LOS ANGELES, California (Reuters) -- Soul singer Isaac Hayes said Monday he was quitting his job as the voice of the lusty character "Chef" on the satiric cable TV cartoon "South Park," citing the show's "inappropriate ridicule" of religion.

But series co-creator Matt Stone said the veteran recording artist was upset the show had recently lampooned the Church of Scientology, of which Hayes is an outspoken follower.

"In ten years and over 150 episodes of 'South Park,' Isaac never had a problem with the show making fun of Christians, Muslim, Mormons or Jews," Stone said in a statement issued by the Comedy Central network.

"He got a sudden case of religious sensitivity when it was his religion featured on the show."

He added: "Of course we will release Isaac from his contract, and we wish him well."

In a statement explaining his departure from the show, Hayes, 63, did not mention last fall's episode poking fun at Scientology and some of its celebrity adherents, including actor Tom Cruise.

Rather, Hayes said the show's parody of religion in general was part of what he saw as a "growing insensitivity toward personal spiritual beliefs" in the media, including the recent controversy over cartoons depicting the Prophet Mohammad.

"There is a place in this world for satire, but there is a time when satire ends and intolerance and bigotry toward religious beliefs ... begins," Hayes said.

The crudely animated cartoon, heading into its 10th season next week as one of Comedy Central's biggest hits, centers on the antics of four foul-mouthed fourth graders in the town of South Park, Colorado.

Outlandish religious satire has been a mainstay of the show since its debut on the Viacom Inc.-owned network in 1997. The series grew out of two short films by Stone and collaborator Trey Parker -- "Jesus vs. Frosty" and "The Spirit of Christmas," the latter featuring a martial-arts duel between Jesus and Santa Claus over the true meaning of Christmas.

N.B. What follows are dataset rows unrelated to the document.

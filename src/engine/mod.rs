//! Delegate engines.
//!
//! The operations in [`crate::ops`] never touch the PDF object model
//! directly. They go through this module, which wraps `lopdf` for parsing,
//! rewriting and saving, and defines the narrow seams where a different
//! engine can be plugged in:
//!
//! | Seam                  | Call                               | Built-in                      |
//! |-----------------------|------------------------------------|-------------------------------|
//! | [`LoadedPdf`]         | parse bytes → page collection      | `lopdf::Document`             |
//! | [`TableExtractor`]    | extract tables from a page         | [`tables::AlignmentTables`]   |
//! | [`WordConverter`]     | convert file range to DOCX         | [`docx::TextDocxConverter`]   |
//! | [`SpreadsheetWriter`] | write rows to a spreadsheet        | [`xlsx::XlsxWriter`]          |
//!
//! Engines report failures as [`ToolkitError`], usually
//! [`ToolkitError::Engine`]; they never panic on malformed input on purpose,
//! but the operation layer still catches panics as a last line.

pub mod compress;
pub mod crypto;
pub mod docx;
pub mod merge;
pub mod ooxml;
pub mod tables;
pub mod text;
pub mod xlsx;

use crate::error::ToolkitError;
use crate::progress::OperationProgress;
use crate::table::CombinedTable;
use lopdf::{Document, ObjectId};
use std::path::Path;

/// Rows of cell strings, as produced by a [`TableExtractor`].
pub type RawTable = Vec<Vec<String>>;

/// Extracts every table on one page, in detection order.
pub trait TableExtractor: Send + Sync {
    /// # Arguments
    /// * `pdf`        — the parsed document
    /// * `page_index` — 0-based page index
    fn extract_tables(&self, pdf: &LoadedPdf, page_index: usize)
        -> Result<Vec<RawTable>, ToolkitError>;
}

/// Converts an inclusive page range of an on-disk PDF into a DOCX file.
///
/// Path-based on purpose: converters of this kind usually wrap tools that
/// only accept files.
pub trait WordConverter: Send + Sync {
    /// # Arguments
    /// * `pdf_path`  — source PDF
    /// * `docx_path` — file to create
    /// * `first`     — 0-based first page
    /// * `last`      — 0-based last page (inclusive)
    /// * `progress`  — receives one `on_page_complete` per converted page
    fn convert(
        &self,
        pdf_path: &Path,
        docx_path: &Path,
        first: usize,
        last: usize,
        progress: &dyn OperationProgress,
    ) -> Result<(), ToolkitError>;
}

/// Serialises a combined table into spreadsheet bytes.
pub trait SpreadsheetWriter: Send + Sync {
    fn write(&self, table: &CombinedTable) -> Result<Vec<u8>, ToolkitError>;
}

// ── Parsed document ──────────────────────────────────────────────────────

/// A parsed PDF plus its page list in document order.
pub struct LoadedPdf {
    doc: Document,
    pages: Vec<ObjectId>,
}

impl LoadedPdf {
    /// Parse `bytes`. Parse failures are reported against `operation`.
    pub fn parse(bytes: &[u8], operation: &'static str) -> Result<Self, ToolkitError> {
        let doc = Document::load_mem(bytes)
            .map_err(|e| ToolkitError::engine(operation, format!("failed to parse PDF: {e}")))?;
        Ok(Self::from_document(doc))
    }

    /// Load from disk. Used by path-based engines.
    pub fn open(path: &Path, operation: &'static str) -> Result<Self, ToolkitError> {
        let doc = Document::load(path).map_err(|e| {
            ToolkitError::engine(
                operation,
                format!("failed to open '{}': {e}", path.display()),
            )
        })?;
        Ok(Self::from_document(doc))
    }

    pub fn from_document(doc: Document) -> Self {
        let pages = doc.get_pages().into_values().collect();
        Self { doc, pages }
    }

    pub fn page_count(&self) -> usize {
        self.pages.len()
    }

    /// Object ID of the page at `index` (0-based).
    pub fn page_id(&self, index: usize) -> Option<ObjectId> {
        self.pages.get(index).copied()
    }

    pub fn is_encrypted(&self) -> bool {
        self.doc.is_encrypted()
    }

    /// Fail with [`ToolkitError::Encrypted`] unless the document is plain.
    pub fn require_plain(&self) -> Result<(), ToolkitError> {
        if self.is_encrypted() {
            return Err(ToolkitError::Encrypted);
        }
        Ok(())
    }

    pub fn document(&self) -> &Document {
        &self.doc
    }

    pub fn into_document(self) -> Document {
        self.doc
    }
}

/// Serialise `doc` to bytes.
pub fn save(doc: &mut Document, operation: &'static str) -> Result<Vec<u8>, ToolkitError> {
    let mut buf = Vec::new();
    doc.save_to(&mut buf)
        .map_err(|e| ToolkitError::engine(operation, format!("failed to save PDF: {e}")))?;
    Ok(buf)
}

/// Names listed in a stream's `/Filter` entry, outermost first.
pub(crate) fn stream_filters(dict: &lopdf::Dictionary) -> Vec<Vec<u8>> {
    match dict.get(b"Filter") {
        Ok(lopdf::Object::Name(n)) => vec![n.clone()],
        Ok(lopdf::Object::Array(arr)) => arr
            .iter()
            .filter_map(|o| o.as_name().ok().map(<[u8]>::to_vec))
            .collect(),
        _ => Vec::new(),
    }
}
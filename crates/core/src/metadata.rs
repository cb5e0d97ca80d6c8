//! Index-level statistics, model identity, and the indexing state machine.

use crate::atomic_store::{self, DEFAULT_MAX_LOAD_BYTES};
use crate::error::Result;
use serde::{Deserialize, Serialize};
use std::path::Path;

pub const SCHEMA_VERSION: u32 = 1;

#[derive(Clone, Debug, Default, Serialize, Deserialize, PartialEq)]
pub struct Stats {
    #[serde(rename = "totalFiles")]
    pub total_files: usize,
    #[serde(rename = "totalChunks")]
    pub total_chunks: usize,
    #[serde(rename = "storageBytes")]
    pub storage_bytes: u64,
    #[serde(rename = "failedEmbeddings")]
    pub failed_embeddings: usize,
}

#[derive(Clone, Debug, Serialize, Deserialize, PartialEq)]
pub struct EmbeddingModels {
    #[serde(rename = "codeModelName")]
    pub code_model_name: String,
    #[serde(rename = "codeModelDimension")]
    pub code_model_dimension: usize,
    #[serde(rename = "docsModelName")]
    pub docs_model_name: String,
    #[serde(rename = "docsModelDimension")]
    pub docs_model_dimension: usize,
}

#[derive(Clone, Debug, Serialize, Deserialize, PartialEq)]
pub struct HybridSearchConfig {
    pub enabled: bool,
    #[serde(rename = "defaultAlpha")]
    pub default_alpha: f64,
    #[serde(rename = "ftsEngine")]
    pub fts_engine: String,
}

impl Default for HybridSearchConfig {
    fn default() -> Self {
        Self { enabled: true, default_alpha: 0.5, fts_engine: "bm25-inverted".to_string() }
    }
}

#[derive(Clone, Copy, Debug, PartialEq, Eq, Serialize, Deserialize)]
#[serde(rename_all = "snake_case")]
pub enum IndexState {
    InProgress,
    Complete,
    Failed,
}

#[derive(Clone, Debug, Default, Serialize, Deserialize, PartialEq)]
pub struct IndexingState {
    pub state: Option<IndexState>,
    #[serde(rename = "expectedFiles")]
    pub expected_files: Option<usize>,
    #[serde(rename = "processedFiles")]
    pub processed_files: Option<usize>,
    #[serde(rename = "startedAt")]
    pub started_at: Option<String>,
    #[serde(rename = "errorMessage")]
    pub error_message: Option<String>,
}

impl IndexingState {
    pub fn in_progress(expected_files: usize) -> Self {
        Self {
            state: Some(IndexState::InProgress),
            expected_files: Some(expected_files),
            processed_files: Some(0),
            started_at: Some(now_iso()),
            error_message: None,
        }
    }

    pub fn complete() -> Self {
        Self { state: Some(IndexState::Complete), error_message: None, ..Default::default() }
    }

    pub fn failed(message: impl Into<String>) -> Self {
        Self { state: Some(IndexState::Failed), error_message: Some(message.into()), ..Default::default() }
    }
}

#[derive(Clone, Debug, Serialize, Deserialize, PartialEq)]
pub struct Metadata {
    #[serde(rename = "schemaVersion", default = "schema_version_default")]
    pub schema_version: u32,
    #[serde(rename = "projectPath")]
    pub project_path: String,
    pub stats: Stats,
    #[serde(rename = "lastFullIndex")]
    pub last_full_index: Option<String>,
    #[serde(rename = "lastIncrementalUpdate")]
    pub last_incremental_update: Option<String>,
    #[serde(rename = "embeddingModels")]
    pub embedding_models: EmbeddingModels,
    #[serde(rename = "hybridSearch")]
    pub hybrid_search: HybridSearchConfig,
    #[serde(rename = "indexingState")]
    pub indexing_state: IndexingState,
}

fn schema_version_default() -> u32 {
    SCHEMA_VERSION
}

fn now_iso() -> String {
    chrono::Utc::now().to_rfc3339()
}

impl Metadata {
    pub fn new(project_path: impl Into<String>, embedding_models: EmbeddingModels) -> Self {
        Self {
            schema_version: SCHEMA_VERSION,
            project_path: project_path.into(),
            stats: Stats::default(),
            last_full_index: None,
            last_incremental_update: None,
            embedding_models,
            hybrid_search: HybridSearchConfig::default(),
            indexing_state: IndexingState::default(),
        }
    }

    /// Load metadata, asserting `project_path` matches. A mismatch is
    /// treated as "no index found" rather than a corruption error, per spec
    /// §3.
    pub fn load_for_project(path: &Path, project_path: &str) -> Result<Option<Self>> {
        match atomic_store::load_json::<Self>(path, DEFAULT_MAX_LOAD_BYTES)? {
            None => Ok(None),
            Some(meta) if meta.project_path == project_path => Ok(Some(meta)),
            Some(_) => Ok(None),
        }
    }

    pub fn save(&self, path: &Path) -> Result<()> {
        atomic_store::save_json(path, self)
    }

    pub fn mark_in_progress(&mut self, expected_files: usize) {
        self.indexing_state = IndexingState::in_progress(expected_files);
    }

    pub fn mark_complete(&mut self) {
        self.indexing_state = IndexingState::complete();
        self.last_full_index = Some(now_iso());
    }

    pub fn mark_failed(&mut self, message: impl Into<String>) {
        self.indexing_state = IndexingState::failed(message);
    }

    pub fn mark_incremental_update(&mut self) {
        self.last_incremental_update = Some(now_iso());
    }
}

#[cfg(test)]
mod tests {
    use super::*;

    fn models() -> EmbeddingModels {
        EmbeddingModels {
            code_model_name: "minilm".into(),
            code_model_dimension: 384,
            docs_model_name: "minilm".into(),
            docs_model_dimension: 384,
        }
    }

    #[test]
    fn round_trip_preserves_all_fields() {
        let tmp = tempfile::tempdir().unwrap();
        let path = tmp.path().join("metadata.json");
        let mut meta = Metadata::new("/some/project", models());
        meta.mark_complete();
        meta.save(&path).unwrap();

        let loaded = Metadata::load_for_project(&path, "/some/project").unwrap().unwrap();
        assert_eq!(loaded, meta);
    }

    #[test]
    fn project_path_mismatch_is_treated_as_not_found() {
        let tmp = tempfile::tempdir().unwrap();
        let path = tmp.path().join("metadata.json");
        let meta = Metadata::new("/some/project", models());
        meta.save(&path).unwrap();

        let loaded = Metadata::load_for_project(&path, "/other/project").unwrap();
        assert!(loaded.is_none());
    }

    #[test]
    fn corrupt_metadata_is_an_error() {
        let tmp = tempfile::tempdir().unwrap();
        let path = tmp.path().join("metadata.json");
        std::fs::write(&path, "{not json").unwrap();
        let result = Metadata::load_for_project(&path, "/some/project");
        assert!(result.is_err());
    }

    #[test]
    fn state_transitions_set_expected_fields() {
        let mut meta = Metadata::new("/p", models());
        meta.mark_in_progress(10);
        assert_eq!(meta.indexing_state.state, Some(IndexState::InProgress));
        assert_eq!(meta.indexing_state.expected_files, Some(10));

        meta.mark_failed("disk full");
        assert_eq!(meta.indexing_state.state, Some(IndexState::Failed));
        assert_eq!(meta.indexing_state.error_message.as_deref(), Some("disk full"));

        meta.mark_complete();
        assert_eq!(meta.indexing_state.state, Some(IndexState::Complete));
        assert!(meta.last_full_index.is_some());
    }
}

Hayes, the first black composer to win an Oscar for best song with his theme to the 1971 film "Shaft," gained renewed fame on "South Park" as the voice of Jerome "Chef" McElroy, the school cafeteria cook whom the boys often seek out for advice.

In an episode last fall, one of the gang, Stan, scores so high on a Scientology test that church followers think he is the next L. Ron Hubbard, the late science-fiction writer who founded the religion. Hayes did not take part in that episode.

In an interview with Reuters late last year, Hayes talked about a foundation he formed to bring Scientology-based study techniques to disadvantaged inner-city schools, in partnership with fellow devotee Lisa Marie Presley.

"But it's not religious," he said then, describing himself as Baptist by birth and Scientology as "an applied religious philosophy."

Comedy Central spokesman Tony Fox said producers have not decided whether Chef would be dropped from the show or continued with another actor supplying his voice.



Find this article at:
http://www.cnn.com/2006/SHOWBIZ/TV/03/13/south.park.hayes.reut/index.html
 
 BLACK by NATURE, PROUD by CHOICE.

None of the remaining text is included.